WORK TO COMPLETE: Find the line holding "pub mod checkout;" in the entries below. Give it again exactly, along with every line after it up to and including the line holding "pub use types::*;".
* * * * *
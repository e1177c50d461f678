//! # Catalog State
//!
//! The menu, read-only after startup. No lock needed.

use cafe_core::catalog::Catalog;

#[derive(Debug, Clone, Default)]
pub struct CatalogState {
    catalog: Catalog,
}

impl CatalogState {
    pub fn new(catalog: Catalog) -> Self {
        CatalogState { catalog }
    }

    #[inline]
    pub fn catalog(&self) -> &Catalog {
        &self.catalog
    }
}
//! # cafe-core: Pure Business Logic for Cafe POS
//!
//! The order → receipt → inventory transaction pipeline, as pure functions
//! and explicitly owned state. No I/O, no logging sinks, no globals.
//!
//! ## Architecture Position
//! ```text
//! ┌─────────────────────────────────────────────────────────────────────────┐
//! │                        Cafe POS Architecture                            │
//! │                                                                         │
//! │  ┌─────────────────────────────────────────────────────────────────┐   │
//! │  │                    Display surfaces                             │   │
//! │  │    Catalog ──► Current Order ──► Checkout ──► Receipts / Stock  │   │
//! │  └─────────────────────────────┬───────────────────────────────────┘   │
//! │                                │                                        │
//! │  ┌─────────────────────────────▼───────────────────────────────────┐   │
//! │  │                    apps/register                                │   │
//! │  │    state, config, commands, ApiError, tracing                   │   │
//! │  └─────────────────────────────┬───────────────────────────────────┘   │
//! │                                │                                        │
//! │  ┌─────────────────────────────▼───────────────────────────────────┐   │
//! │  │               ★ cafe-core (THIS CRATE) ★                        │   │
//! │  │                                                                 │   │
//! │  │   order ──► totals ──► checkout ──► ledger                      │   │
//! │  │      └──────────── coordinator ─────────┘                       │   │
//! │  │                                                                 │   │
//! │  │   catalog · stock · reports · money · types · validation        │   │
//! │  └─────────────────────────────────────────────────────────────────┘   │
//! └─────────────────────────────────────────────────────────────────────────┘
//! ```
//!
//! ## Modules
//!
//! - [`totals`] - Subtotal / discount / tax / total breakdown
//! - [`order`] - The mutable cart (`OrderBuilder`)
//! - [`checkout`] - Cart → immutable `Receipt`
//! - [`ledger`] - Receipt → stock depletion + Sale movements
//! - [`coordinator`] - The whole sequence over one `TransactionState`
//! - [`catalog`], [`stock`] - Reference data and the inventory master
//! - [`reports`] - Revenue / COGS / profit summary
//! - [`money`], [`types`] - Decimal money and domain records
//! - [`validation`], [`error`] - Form checks and typed errors
//!
//! ## Example Usage
//!
//! ```rust
//! use cafe_core::coordinator::{TransactionCoordinator, TransactionState};
//! use cafe_core::stock::StockBook;
//! use cafe_core::{CatalogItem, Money, StockItem, TaxRate};
//!
//! let espresso = CatalogItem {
//!     id: "m1".into(),
//!     sku: "CF-ESP".into(),
//!     name: "Espresso".into(),
//!     category: "Coffee".into(),
//!     price: Money::from_cents(350),
//! };
//! let stock = StockBook::new([StockItem {
//!     sku: "CF-ESP".into(),
//!     item: "Espresso Beans 1kg".into(),
//!     on_hand: 20,
//!     uom: "bag".into(),
//!     reorder: 5,
//!     cost: Money::from_cents(1200),
//!     supplier: "Bean Bros".into(),
//! }]);
//!
//! let mut state = TransactionState::new(TaxRate::standard(), stock);
//! let mut coordinator = TransactionCoordinator::default();
//!
//! state.order.add_item(&espresso);
//! state.order.add_item(&espresso);
//! let done = coordinator.complete_order(&mut state).unwrap();
//!
//! assert_eq!(done.receipt.customer, "Walk-in");
//! assert_eq!(state.stock.on_hand("CF-ESP"), Some(18));
//! ```

// =============================================================================
// Module Declarations
// =============================================================================

pub mod catalog;
pub mod checkout;
pub mod coordinator;
pub mod error;
pub mod ledger;
pub mod money;
pub mod order;
pub mod reports;
pub mod stock;
pub mod totals;
pub mod types;
pub mod validation;

// =============================================================================
// Re-exports for Convenience
// =============================================================================

pub use error::{CoreError, CoreResult, ValidationError};
pub use money::Money;
pub use totals::Totals;
pub use types::*;

// =============================================================================
// Crate-Level Constants
// =============================================================================

/// Customer name printed when the operator leaves the field blank.
pub const DEFAULT_CUSTOMER: &str = "Walk-in";

/// First character of every receipt id.
pub const RECEIPT_ID_PREFIX: &str = "R";
//! # Report Commands
//!
//! Expenses entry and the profit-and-loss summary.

use cafe_core::reports::{self, DateRange, SalesSummary};
use cafe_core::validation::{validate_amount, validate_item_name};
use cafe_core::{Expense, Money};
use chrono::{DateTime, Utc};
use tracing::{debug, info};
use uuid::Uuid;

use crate::error::ApiError;
use crate::state::PosState;

/// Records an operating expense dated now. Expenses are kept most recent
/// first.
pub fn add_expense(
    pos: &PosState,
    category: &str,
    description: &str,
    amount: Money,
) -> Result<Expense, ApiError> {
    debug!(category = %category, %amount, "add_expense command");
    validate_item_name(category)?;
    validate_amount("amount", amount)?;

    let expense = Expense {
        id: Uuid::new_v4().to_string(),
        date: Utc::now(),
        category: category.trim().to_string(),
        description: description.trim().to_string(),
        amount,
    };

    pos.with_session_mut(|s| s.expenses.insert(0, expense.clone()));

    info!(category = %expense.category, amount = %expense.amount, "Expense recorded");
    Ok(expense)
}

/// Expenses, most recent first.
pub fn list_expenses(pos: &PosState) -> Vec<Expense> {
    debug!("list_expenses command");
    pos.with_session(|s| s.expenses.clone())
}

/// Profit-and-loss over receipts dated within `[start, end]`; open ends are
/// unbounded. Expenses are totalled regardless of date.
pub fn sales_report(
    pos: &PosState,
    start: Option<DateTime<Utc>>,
    end: Option<DateTime<Utc>>,
) -> Result<SalesSummary, ApiError> {
    debug!(?start, ?end, "sales_report command");

    if let (Some(s), Some(e)) = (start, end) {
        if s > e {
            return Err(ApiError::validation("Report start must not be after its end"));
        }
    }

    Ok(pos.with_session(|s| {
        reports::summarize(
            s.transaction.receipts.receipts(),
            &s.expenses,
            DateRange { start, end },
        )
    }))
}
* * * * *
WRITTEN SOLUTION:
pub mod checkout;
pub mod coordinator;
pub mod error;
pub mod ledger;
pub mod money;
pub mod order;
pub mod reports;
pub mod stock;
pub mod totals;
pub mod types;
pub mod validation;

// =============================================================================
// Re-exports for Convenience
// =============================================================================

pub use error::{CoreError, CoreResult, ValidationError};
pub use money::Money;
pub use totals::Totals;
pub use types::*;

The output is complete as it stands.